You are viewing a plain text version of this content. The canonical link for it is here.
Posted to user@pig.apache.org by Landon Cox <la...@360vl.com> on 2010/03/04 22:03:12 UTC

pig connecting to hadoop - Failed to create DataStorage

I just installed hadoop and pig yesterday on an ubuntu Jaunty box.

Hadoop 0.18.3-6cloudera0.3.0
Apache Pig version 0.6.0 (r910629)

I have hadoop services running and can copy files to the hdfs of  
hadoop and ran the test for computing PI.

The problem I'm having is getting pig to recognize my hadoop cluster.   
when I start pig, it always starts in local mode:

"Connecting to hadoop file system at: file:///"

I have the following environment variables set in my .bashrc:

export JAVA_HOME=/usr/lib/jvm/java-6-sun
export HADOOPSITEPATH=/etc/hadoop/conf/hadoop-site.xml

Once I added these as well:

export PIG_CLASSPATH=/etc/hadoop/conf
export PIGDIR=/home/lcox/pig-0.6.0
export HADOOP_HOME=/usr/lib/hadoop

It attempted to connect to the cluster but failed immediately:

pig hadoop version: 20
2010-03-04 13:58:38,957 [main] INFO  org.apache.pig.Main - Logging  
error messages to: /home/lcox/pig-0.6.0/bin/pig_1267736318956.log
2010-03-04 13:58:39,060 [main] WARN   
org.apache.hadoop.conf.Configuration - DEPRECATED: hadoop-site.xml  
found in the classpath.
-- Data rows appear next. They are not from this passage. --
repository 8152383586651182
//! Bit-order correction for outbound bytes.
//!
//! Bits are appended to the accumulator in reception order, so the first bit of a
//! byte lands in its least significant position. The serial peripheral shifts its
//! register out MSB-first. Reversing each byte before it is loaded makes the host
//! observe the bits in the order the reader sent them.
//!
//! The reversal is a 256-entry lookup table built at compile time, which keeps the
//! transfer-complete handler to a single indexed load.

/// Lookup table mapping each byte to its bit-reversed value.
pub static REVERSED: [u8; 256] = build_table();

const fn build_table() -> [u8; 256] {
    let mut table = [0u8; 256];
    let mut i = 0;
    while i < 256 {
        table[i] = swap_bits(i as u8);
        i += 1;
    }
    table
}

/// Reverses the bit order of `byte` (bit 0 ↔ 7, 1 ↔ 6, 2 ↔ 5, 3 ↔ 4).
pub const fn swap_bits(byte: u8) -> u8 {
    let b = (byte & 0xf0) >> 4 | (byte & 0x0f) << 4;
    let b = (b & 0xcc) >> 2 | (b & 0x33) << 2;
    (b & 0xaa) >> 1 | (b & 0x55) << 1
}

/// Reverses the bit order of `byte` through [`REVERSED`].
#[inline]
pub fn reverse(byte: u8) -> u8 {
    REVERSED[usize::from(byte)]
}
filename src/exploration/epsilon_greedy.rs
use rand::Rng;

use crate::{
    algo::ActionValueTable,
    assert_interval,
    decay::{self, Decay},
    gym::{Action, Pos},
    util::argmax,
    Result,
};

use super::Choice;

/// Epsilon greedy exploration policy with an episode-indexed epsilon schedule
#[derive(Debug, Clone)]
pub struct EpsilonGreedy<D: Decay = decay::Constant> {
    epsilon: D,
}

impl<D: Decay> EpsilonGreedy<D> {
    /// Initialize epsilon greedy policy with a decay strategy
    pub fn new(decay: D) -> Self {
        Self { epsilon: decay }
    }

    /// Scheduled epsilon for `episode`
    pub fn epsilon(&self, episode: u32) -> f64 {
        self.epsilon.evaluate(episode)
    }

    /// Flip the explore/exploit coin: exploit when a uniform draw from `[0,1)` is
    /// at most `1 - epsilon`
    ///
    /// **Panics** if `epsilon` is not in the interval `[0,1]`
    pub fn choose<R: Rng + ?Sized>(&self, epsilon: f64, rng: &mut R) -> Choice {
        assert_interval!(epsilon, 0.0, 1.0);
        if rng.gen::<f64>() <= 1.0 - epsilon {
            Choice::Exploit
        } else {
            Choice::Explore
        }
    }

    /// Pick an action for `state` from the table
    ///
    /// Exploiting takes the first maximal estimate. Exploring draws a random slot of
    /// the state's value row and maps the slot back to its action.
    pub fn act<R: Rng + ?Sized>(
        &self,
        table: &ActionValueTable,
        state: Pos,
        epsilon: f64,
        rng: &mut R,
    ) -> Result<Action> {
        let values = table.get(state)?;
        let slot = match self.choose(epsilon, rng) {
            Choice::Exploit => argmax(values).expect("a table row is never empty"),
            Choice::Explore => rng.gen_range(0..values.len()),
        };
        Action::from_index(slot)
    }
}

#[cfg(test)]
mod tests {
    use rand::{rngs::StdRng, SeedableRng};
    use statrs::distribution::{ChiSquared, ContinuousCDF};

    use super::*;

    fn policy() -> EpsilonGreedy {
        EpsilonGreedy::new(decay::Constant::new(0.1))
    }

    #[test]
    fn greedy_when_epsilon_zero() {
        let mut table = ActionValueTable::new(4, 6, 150.0);
        table.set((3, 0), Action::Right.index(), 151.0).unwrap();
        table.set((3, 0), Action::Left.index(), 151.0).unwrap();
        table.set((2, 2), Action::Down.index(), 149.0).unwrap();

        let mut rng = StdRng::seed_from_u64(3);
        let p = policy();
        for _ in 0..1000 {
            assert_eq!(
                p.act(&table, (3, 0), 0.0, &mut rng).unwrap(),
                Action::Right,
                "First maximal action"
            );
            assert_eq!(
                p.act(&table, (2, 2), 0.0, &mut rng).unwrap(),
                Action::Up,
                "Ties resolve to the lowest index"
            );
        }
    }

    #[test]
    fn uniform_when_epsilon_one() {
        let mut table = ActionValueTable::new(4, 6, 150.0);
        table.set((0, 0), Action::Down.index(), 500.0).unwrap();

        let mut rng = StdRng::seed_from_u64(11);
        let p = policy();
        let n = 40_000;
        let mut counts = [0.0; 4];
        for _ in 0..n {
            counts[p.act(&table, (0, 0), 1.0, &mut rng).unwrap().index()] += 1.0;
        }

        let expected = n as f64 / 4.0;
        let chi2: f64 = counts.iter().map(|o| (o - expected).powi(2) / expected).sum();
        let bound = ChiSquared::new(3.0).unwrap().inverse_cdf(0.999);
        assert!(chi2 < bound, "Exploration is uniform over slots (chi2 = {chi2})");
    }

    #[test]
    fn explore_rate_matches_epsilon() {
        let mut rng = StdRng::seed_from_u64(5);
        let p = policy();
        let n = 20_000;
        let explored = (0..n)
            .filter(|_| p.choose(0.1, &mut rng) == Choice::Explore)
            .count();
        let rate = explored as f64 / n as f64;
        assert!((rate - 0.1).abs() < 0.01, "Explores about 10% of the time ({rate})");
    }

    #[test]
    fn schedule_is_evaluated_per_episode() {
        let p = EpsilonGreedy::new(decay::Linear::new(0.01, 0.5, 0.1).unwrap());
        assert_eq!(p.epsilon(0), 0.5, "Starts at the schedule's initial value");
        assert_eq!(p.epsilon(1000), 0.1, "Floors at the final value");
    }

    #[test]
    fn off_grid_state_is_error() {
        let table = ActionValueTable::new(4, 6, 150.0);
        let mut rng = StdRng::seed_from_u64(0);
        assert!(policy().act(&table, (4, 6), 0.1, &mut rng).is_err());
    }
}
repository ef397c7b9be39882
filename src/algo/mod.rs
pub mod tabular;

pub use tabular::{ActionValueTable, TdLearner, UpdateRule};
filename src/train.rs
use std::ops::Range;

use log::{debug, info};
use rand::Rng;

use crate::{
    algo::{ActionValueTable, TdLearner, UpdateRule},
    decay::{self, Decay},
    env::Environment,
    exploration::EpsilonGreedy,
    gym::{Dynamics, GridWorld, Pos, RewardGrid},
    memory::Exp,
    Error, Result,
};

/// Configuration for a [`Trainer`] run
#[derive(Debug, Clone, PartialEq)]
pub struct TrainConfig {
    /// Reward layout; its dimensions are the state space
    ///
    /// **Default**: [`RewardGrid::classic`], 4x6
    pub grid: RewardGrid,
    /// Cell every episode starts from
    ///
    /// **Default**: `(3, 0)`
    pub start: Pos,
    /// Transition model used while training
    ///
    /// **Default**: [`Dynamics::Deterministic`]
    pub dynamics: Dynamics,
    /// Update applied to non-terminal transitions
    ///
    /// **Default**: [`UpdateRule::Sarsa`]
    pub rule: UpdateRule,
    /// Discount factor, in `[0,1]`
    ///
    /// **Default**: `0.99`
    pub gamma: f64,
    /// Learning rate, in `[0,1]`
    ///
    /// **Default**: `0.1`
    pub alpha: f64,
    /// Exploration rate during learning episodes, in `[0,1]`
    ///
    /// **Default**: `0.1`
    pub epsilon: f64,
    /// Independent reset-and-relearn repetitions averaged into the reward curve
    ///
    /// **Default**: `20`
    pub epochs: u32,
    /// Episodes per epoch
    ///
    /// **Default**: `500`
    pub episodes: u32,
    /// Trailing episodes of every epoch run greedily and without updates
    ///
    /// **Default**: `50`
    pub eval_episodes: u32,
    /// Step budget of a single episode
    ///
    /// **Default**: `48`
    pub horizon: u32,
    /// Value every table entry is reset to at the start of an epoch
    ///
    /// **Default**: `150.0`
    pub initial_value: f64,
}

impl Default for TrainConfig {
    fn default() -> Self {
        Self {
            grid: RewardGrid::classic(),
            start: (3, 0),
            dynamics: Dynamics::Deterministic,
            rule: UpdateRule::Sarsa,
            gamma: 0.99,
            alpha: 0.1,
            epsilon: 0.1,
            epochs: 20,
            episodes: 500,
            eval_episodes: 50,
            horizon: 48,
            initial_value: 150.0,
        }
    }
}

impl TrainConfig {
    /// Check every range the training loop relies on
    pub fn validate(&self) -> Result<()> {
        for (name, value) in [
            ("gamma", self.gamma),
            ("alpha", self.alpha),
            ("epsilon", self.epsilon),
        ] {
            if !(0.0..=1.0).contains(&value) {
                return Err(Error::config(format!(
                    "`{name}` must be in [0, 1], got {value}"
                )));
            }
        }
        if self.epochs == 0 || self.episodes == 0 || self.horizon == 0 {
            return Err(Error::config(
                "`epochs`, `episodes` and `horizon` must be positive",
            ));
        }
        if self.eval_episodes > self.episodes {
            return Err(Error::config(format!(
                "`eval_episodes` ({}) exceeds `episodes` ({})",
                self.eval_episodes, self.episodes
            )));
        }
        if !self.initial_value.is_finite() {
            return Err(Error::config(format!(
                "`initial_value` must be finite, got {}",
                self.initial_value
            )));
        }
        if !self.grid.contains(self.start) {
            return Err(Error::config(format!(
                "start {:?} is outside the {}x{} grid",
                self.start,
                self.grid.rows(),
                self.grid.cols()
            )));
        }
        Ok(())
    }

    /// Index of the first evaluation episode
    pub fn learning_episodes(&self) -> u32 {
        self.episodes - self.eval_episodes
    }
}

/// Discounted reward per episode index, averaged over epochs
#[derive(Debug, Clone, PartialEq)]
pub struct RewardCurve {
    rewards: Vec<f64>,
}

impl RewardCurve {
    pub fn new(episodes: usize) -> Self {
        Self {
            rewards: vec![0.0; episodes],
        }
    }

    fn accumulate(&mut self, episode: usize, value: f64) {
        self.rewards[episode] += value;
    }

    pub fn len(&self) -> usize {
        self.rewards.len()
    }

    pub fn is_empty(&self) -> bool {
        self.rewards.is_empty()
    }

    pub fn as_slice(&self) -> &[f64] {
        &self.rewards
    }

    pub fn into_inner(self) -> Vec<f64> {
        self.rewards
    }

    /// Mean over a range of episodes, `0.0` for an empty range
    ///
    /// **Panics** if `range` extends past the last episode
    pub fn mean(&self, range: Range<usize>) -> f64 {
        let slice = &self.rewards[range];
        if slice.is_empty() {
            return 0.0;
        }
        slice.iter().sum::<f64>() / slice.len() as f64
    }
}

/// What happened in one episode
#[derive(Debug, Clone, Copy, PartialEq)]
pub struct EpisodeSummary {
    /// Timesteps taken, at most the horizon
    pub steps: u32,
    /// Discounted reward collected, before averaging over epochs
    pub reward: f64,
    /// Whether the episode ended by entering an absorbing cell
    pub absorbed: bool,
    /// Whether the table was updated during the episode
    pub learning: bool,
}

/// Runs epochs of episodes of an epsilon-greedy agent in a [`GridWorld`], learning
/// with a [`TdLearner`]
///
/// The trainer owns the environment, the action-value table and the random
/// source for the whole run.
pub struct Trainer<R: Rng, D: Decay = decay::Constant> {
    config: TrainConfig,
    env: GridWorld,
    table: ActionValueTable,
    learner: TdLearner,
    exploration: EpsilonGreedy<D>,
    rng: R,
}

impl<R: Rng> Trainer<R> {
    /// A trainer exploring at the constant rate `config.epsilon`
    pub fn new(config: TrainConfig, rng: R) -> Result<Self> {
        let schedule = decay::Constant::new(config.epsilon);
        Self::with_schedule(config, schedule, rng)
    }
}

impl<R: Rng, D: Decay> Trainer<R, D> {
    /// A trainer whose learning-episode epsilon follows `schedule`
    ///
    /// `config.epsilon` is ignored. The schedule must yield an epsilon in `[0,1]`
    /// for every learning episode.
    pub fn with_schedule(config: TrainConfig, schedule: D, rng: R) -> Result<Self> {
        config.validate()?;
        if let Some((episode, epsilon)) = (0..config.learning_episodes())
            .map(|t| (t, schedule.evaluate(t)))
            .find(|(_, epsilon)| !(0.0..=1.0).contains(epsilon))
        {
            return Err(Error::config(format!(
                "schedule gives epsilon {epsilon} at episode {episode}"
            )));
        }
        let env = GridWorld::new(config.grid.clone(), config.start, config.dynamics)?;
        let table = ActionValueTable::new(
            config.grid.rows(),
            config.grid.cols(),
            config.initial_value,
        );
        let learner = TdLearner::new(config.alpha, config.gamma, config.rule);
        Ok(Self {
            config,
            env,
            table,
            learner,
            exploration: EpsilonGreedy::new(schedule),
            rng,
        })
    }

    pub fn config(&self) -> &TrainConfig {
        &self.config
    }

    /// The table as left by the most recent epoch
    pub fn table(&self) -> &ActionValueTable {
        &self.table
    }

    /// Train every epoch and return the epoch-averaged reward curve
    pub fn run(&mut self) -> Result<RewardCurve> {
        let mut curve = RewardCurve::new(self.config.episodes as usize);
        for epoch in 0..self.config.epochs {
            self.run_epoch(epoch, &mut curve)?;
        }
        Ok(curve)
    }

    /// Reset the table and run one full sequence of episodes, adding this epoch's
    /// share to `curve`
    pub fn run_epoch(&mut self, epoch: u32, curve: &mut RewardCurve) -> Result<()> {
        let grid = self.env.grid();
        self.table
            .reset(grid.rows(), grid.cols(), self.config.initial_value);
        info!(
            "Epoch {}/{} started ({} rule)",
            epoch + 1,
            self.config.epochs,
            self.learner.rule()
        );

        let mut total = [0.0; 2];
        let mut absorbed = 0;
        for episode in 0..self.config.episodes {
            let summary = self.run_episode(episode, curve)?;
            total[usize::from(!summary.learning)] += summary.reward;
            absorbed += u32::from(summary.absorbed);
        }

        let learning = self.config.learning_episodes();
        info!(
            "Epoch {}/{} finished: mean reward {:.2} learning, {:.2} evaluation, {} episodes absorbed",
            epoch + 1,
            self.config.epochs,
            total[0] / learning.max(1) as f64,
            total[1] / self.config.eval_episodes.max(1) as f64,
            absorbed,
        );
        Ok(())
    }

    /// Run a single episode from the start cell
    ///
    /// Learning episodes update the table and end early on entering an absorbing
    /// cell. Evaluation episodes act greedily for the full horizon and leave the
    /// table untouched.
    ///
    /// **Errors** if `episode` is not below `config.episodes` or `curve` does not
    /// hold exactly one value per configured episode.
    pub fn run_episode(&mut self, episode: u32, curve: &mut RewardCurve) -> Result<EpisodeSummary> {
        if episode >= self.config.episodes {
            return Err(Error::config(format!(
                "episode {episode} is past the last of {} episodes",
                self.config.episodes
            )));
        }
        if curve.len() != self.config.episodes as usize {
            return Err(Error::config(format!(
                "curve holds {} episodes, expected {}",
                curve.len(),
                self.config.episodes
            )));
        }
        let learning = episode < self.config.learning_episodes();
        let epsilon = if learning {
            self.exploration.epsilon(episode)
        } else {
            0.0
        };
        let epochs = self.config.epochs as f64;
        let gamma = self.config.gamma;
        let horizon = self.config.horizon;

        let mut summary = EpisodeSummary {
            steps: 0,
            reward: 0.0,
            absorbed: false,
            learning,
        };
        let mut cumulative_gamma = 1.0;

        let mut state = self.env.start();
        let mut action = self
            .exploration
            .act(&self.table, state, epsilon, &mut self.rng)?;

        for t in 0..horizon {
            let next_state = self.env.step(state, action, &mut self.rng);
            let reward = self.env.reward(state, action);

            let discounted = cumulative_gamma * reward;
            curve.accumulate(episode as usize, discounted / epochs);
            summary.reward += discounted;
            summary.steps = t + 1;
            cumulative_gamma *= gamma;

            let next_action =
                self.exploration
                    .act(&self.table, next_state, epsilon, &mut self.rng)?;

            if learning {
                let absorbed = self.env.is_absorbing(next_state);
                let done = absorbed || t == horizon - 1;
                let experience = Exp {
                    state,
                    action,
                    next_state: (!done).then_some(next_state),
                    reward,
                };
                self.learner.learn(&mut self.table, experience, next_action)?;
                if done {
                    summary.absorbed = absorbed;
                    break;
                }
            }

            state = next_state;
            action = next_action;
        }

        debug!(
            "Episode {episode}: {} steps, reward {:.2}{}{}",
            summary.steps,
            summary.reward,
            if summary.absorbed { ", absorbed" } else { "" },
            if learning { "" } else { " (evaluation)" },
        );
        Ok(summary)
    }
}

/// Outcome of training one update rule
#[derive(Debug, Clone, PartialEq)]
pub struct RuleRun {
    pub rule: UpdateRule,
    /// Epoch-averaged reward curve
    pub curve: RewardCurve,
    /// Table as left by the final epoch
    pub table: ActionValueTable,
}

/// Train one run per update rule from the same configuration
///
/// **Returns** one [`RuleRun`] per rule, SARSA first
pub fn compare_rules<R: Rng>(config: &TrainConfig, rng: &mut R) -> Result<Vec<RuleRun>> {
    [UpdateRule::Sarsa, UpdateRule::QLearning]
        .into_iter()
        .map(|rule| -> Result<RuleRun> {
            let config = TrainConfig {
                rule,
                ..config.clone()
            };
            let mut trainer = Trainer::new(config, &mut *rng)?;
            let curve = trainer.run()?;
            info!(
                "{rule}: mean reward {:.2} over learning episodes, {:.2} greedy",
                curve.mean(0..trainer.config.learning_episodes() as usize),
                curve.mean(trainer.config.learning_episodes() as usize..curve.len()),
            );
            Ok(RuleRun {
                rule,
                curve,
                table: trainer.table,
            })
        })
        .collect()
}
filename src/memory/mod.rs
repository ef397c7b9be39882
mod exp;

pub use exp::*;
use rand::Rng;

/// Represents the dynamics of a discrete-time Markov decision process with a finite
/// state space and action space.
///
/// Unlike a stateful simulator, the environment here is a pure transition model:
/// the caller owns the current state and asks the environment where an action
/// leads and what it pays. This keeps the reward grid read-only for the whole run.
pub trait Environment {
    /// A representation of the state of the environment to be passed to an agent
    type State: Copy;

    /// A representation of an action that an agent can take to affect the environment
    type Action: Copy;

    /// The state every episode starts from
    fn start(&self) -> Self::State;

    /// Sample the successor of `state` under `action`
    ///
    /// Never fails: moves that would leave the state space leave `state` unchanged.
    fn step<R: Rng + ?Sized>(
        &self,
        state: Self::State,
        action: Self::Action,
        rng: &mut R,
    ) -> Self::State;

    /// Reward for taking `action` in `state`, judged against the intended successor
    fn reward(&self, state: Self::State, action: Self::Action) -> f64;

    /// Determine if reaching `state` ends an episode
    fn is_absorbing(&self, state: Self::State) -> bool;
}

/// An environment whose action set is known up front
pub trait DiscreteActionSpace: Environment {
    /// Get the available actions, in table order
    ///
    /// The returned vector should never be empty.
    fn actions(&self) -> Vec<Self::Action>;
}
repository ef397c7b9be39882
use log::trace;
use strum::Display;

use crate::{
    assert_interval,
    gym::{Action, GridWorld, Pos},
    memory::Exp,
    Result,
};

use super::q_table::ActionValueTable;

/// Which successor estimate a non-terminal update bootstraps from
#[derive(Debug, Display, Clone, Copy, Default, PartialEq, Eq, Hash)]
#[strum(serialize_all = "snake_case")]
pub enum UpdateRule {
    /// On-policy: the value of the action actually chosen next
    #[default]
    Sarsa,
    /// Off-policy: the best value available next
    QLearning,
}

/// One-step temporal-difference learner over an [`ActionValueTable`]
///
/// Every update has the form `Q(s,a) <- (1 - alpha) * Q(s,a) + alpha * target`
/// and touches exactly one entry.
#[derive(Debug, Clone, Copy, PartialEq)]
pub struct TdLearner {
    alpha: f64, // learning rate
    gamma: f64, // discount factor
    rule: UpdateRule,
}

impl TdLearner {
    /// **Panics** if `alpha` or `gamma` is not in the interval `[0,1]`
    pub fn new(alpha: f64, gamma: f64, rule: UpdateRule) -> Self {
        assert_interval!(alpha, 0.0, 1.0);
        assert_interval!(gamma, 0.0, 1.0);
        Self { alpha, gamma, rule }
    }

    pub fn rule(&self) -> UpdateRule {
        self.rule
    }

    /// Target is `reward + gamma * Q(next_state, next_action)`
    pub fn sarsa_update(
        &self,
        table: &mut ActionValueTable,
        state: Pos,
        action: Action,
        reward: f64,
        next_state: Pos,
        next_action: Action,
    ) -> Result<()> {
        let next_q = table.value(next_state, next_action)?;
        self.blend(table, state, action, reward + self.gamma * next_q)
    }

    /// Target is `reward + gamma * max_a Q(next_state, a)`
    pub fn q_learning_update(
        &self,
        table: &mut ActionValueTable,
        state: Pos,
        action: Action,
        reward: f64,
        next_state: Pos,
    ) -> Result<()> {
        let max_next_q = table.max_value(next_state)?;
        self.blend(table, state, action, reward + self.gamma * max_next_q)
    }

    /// Target is the reward alone, for transitions that end the episode
    pub fn terminal_update(
        &self,
        table: &mut ActionValueTable,
        state: Pos,
        action: Action,
        reward: f64,
    ) -> Result<()> {
        self.blend(table, state, action, reward)
    }

    /// Apply the configured rule to an experience
    ///
    /// A terminal experience always gets [`terminal_update`](Self::terminal_update);
    /// `next_action` is only read by SARSA.
    pub fn learn(
        &self,
        table: &mut ActionValueTable,
        experience: Exp<GridWorld>,
        next_action: Action,
    ) -> Result<()> {
        let Exp {
            state,
            action,
            next_state,
            reward,
        } = experience;

        match (next_state, self.rule) {
            (None, _) => self.terminal_update(table, state, action, reward),
            (Some(next), UpdateRule::Sarsa) => {
                self.sarsa_update(table, state, action, reward, next, next_action)
            }
            (Some(next), UpdateRule::QLearning) => {
                self.q_learning_update(table, state, action, reward, next)
            }
        }
    }

    fn blend(
        &self,
        table: &mut ActionValueTable,
        state: Pos,
        action: Action,
        target: f64,
    ) -> Result<()> {
        let q_value = table.value(state, action)?;
        let updated = (1.0 - self.alpha) * q_value + self.alpha * target;
        trace!("Q({state:?}, {action}) {q_value:.3} -> {updated:.3}");
        table.set(state, action.index(), updated)
    }
}

#[cfg(test)]
mod tests {
    use super::*;

    fn table() -> ActionValueTable {
        let mut table = ActionValueTable::new(4, 6, 150.0);
        table.set((2, 3), Action::Up.index(), 40.0).unwrap();
        table.set((1, 3), Action::Left.index(), 20.0).unwrap();
        table.set((1, 3), Action::Right.index(), 160.0).unwrap();
        table
    }

    #[test]
    fn sarsa_alpha_zero_is_noop() {
        let mut t = table();
        let learner = TdLearner::new(0.0, 0.99, UpdateRule::Sarsa);
        learner
            .sarsa_update(&mut t, (2, 3), Action::Up, 5.0, (1, 3), Action::Left)
            .unwrap();
        assert_eq!(t.value((2, 3), Action::Up).unwrap(), 40.0, "Entry unchanged");
    }

    #[test]
    fn sarsa_alpha_one_takes_target() {
        let mut t = table();
        let learner = TdLearner::new(1.0, 0.99, UpdateRule::Sarsa);
        learner
            .sarsa_update(&mut t, (2, 3), Action::Up, 5.0, (1, 3), Action::Left)
            .unwrap();
        assert_eq!(
            t.value((2, 3), Action::Up).unwrap(),
            5.0 + 0.99 * 20.0,
            "Bootstraps from the chosen next action"
        );
    }

    #[test]
    fn sarsa_blends() {
        let mut t = table();
        let learner = TdLearner::new(0.1, 0.99, UpdateRule::Sarsa);
        learner
            .sarsa_update(&mut t, (2, 3), Action::Up, 5.0, (1, 3), Action::Left)
            .unwrap();
        let expected = 0.9 * 40.0 + 0.1 * (5.0 + 0.99 * 20.0);
        assert!((t.value((2, 3), Action::Up).unwrap() - expected).abs() < 1e-12);
    }

    #[test]
    fn q_learning_uses_best_next_value() {
        let mut t = table();
        let learner = TdLearner::new(1.0, 0.5, UpdateRule::QLearning);
        learner
            .q_learning_update(&mut t, (2, 3), Action::Up, 5.0, (1, 3))
            .unwrap();
        assert_eq!(t.value((2, 3), Action::Up).unwrap(), 5.0 + 0.5 * 160.0);
    }

    #[test]
    fn terminal_alpha_one_takes_reward() {
        let mut t = table();
        let learner = TdLearner::new(1.0, 0.99, UpdateRule::Sarsa);
        learner
            .terminal_update(&mut t, (1, 4), Action::Up, 100.0)
            .unwrap();
        assert_eq!(t.value((1, 4), Action::Up).unwrap(), 100.0, "No bootstrap term");
    }

    #[test]
    fn learn_dispatches_on_rule_and_terminality() {
        let exp = Exp::<GridWorld> {
            state: (2, 3),
            action: Action::Up,
            next_state: Some((1, 3)),
            reward: 5.0,
        };

        let mut sarsa = table();
        TdLearner::new(1.0, 1.0, UpdateRule::Sarsa)
            .learn(&mut sarsa, exp, Action::Left)
            .unwrap();
        assert_eq!(sarsa.value((2, 3), Action::Up).unwrap(), 25.0, "SARSA target");

        let mut q = table();
        TdLearner::new(1.0, 1.0, UpdateRule::QLearning)
            .learn(&mut q, exp, Action::Left)
            .unwrap();
        assert_eq!(q.value((2, 3), Action::Up).unwrap(), 165.0, "Q-learning target");

        let mut terminal = table();
        let exp = Exp {
            next_state: None,
            ..exp
        };
        assert!(exp.is_terminal());
        TdLearner::new(1.0, 1.0, UpdateRule::QLearning)
            .learn(&mut terminal, exp, Action::Left)
            .unwrap();
        assert_eq!(terminal.value((2, 3), Action::Up).unwrap(), 5.0, "Terminal target");
    }

    #[test]
    fn off_grid_states_are_errors() {
        let mut t = table();
        let learner = TdLearner::new(0.5, 0.9, UpdateRule::Sarsa);
        assert!(learner
            .sarsa_update(&mut t, (0, 0), Action::Up, 0.0, (7, 7), Action::Up)
            .is_err());
        assert!(learner.terminal_update(&mut t, (7, 0), Action::Up, 0.0).is_err());
    }

    #[test]
    #[should_panic(expected = "Invalid value for `alpha`")]
    fn alpha_out_of_range_panics() {
        TdLearner::new(1.5, 0.9, UpdateRule::Sarsa);
    }
}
Usage of hadoop-site.xml is deprecated.  
Instead use core-site.xml, mapred-site.xml and hdfs-site.xml to  
override properties of core-default.xml, mapred-default.xml and hdfs- 
default.xml respectively
2010-03-04 13:58:39,291 [main] INFO   
org.apache.pig.backend.hadoop.executionengine.HExecutionEngine -  
Connecting to hadoop file system at: hdfs://localhost:8020
2010-03-04 13:58:39,554 [main] ERROR org.apache.pig.Main - ERROR 2999:  
Unexpected internal error. Failed to create DataStorage
Details at logfile: /home/lcox/pig-0.6.0/bin/pig_1267736318956.log

I had dumped out the pig hadoop version environ variable - as you can  
see it is 20 by default with this version of pig.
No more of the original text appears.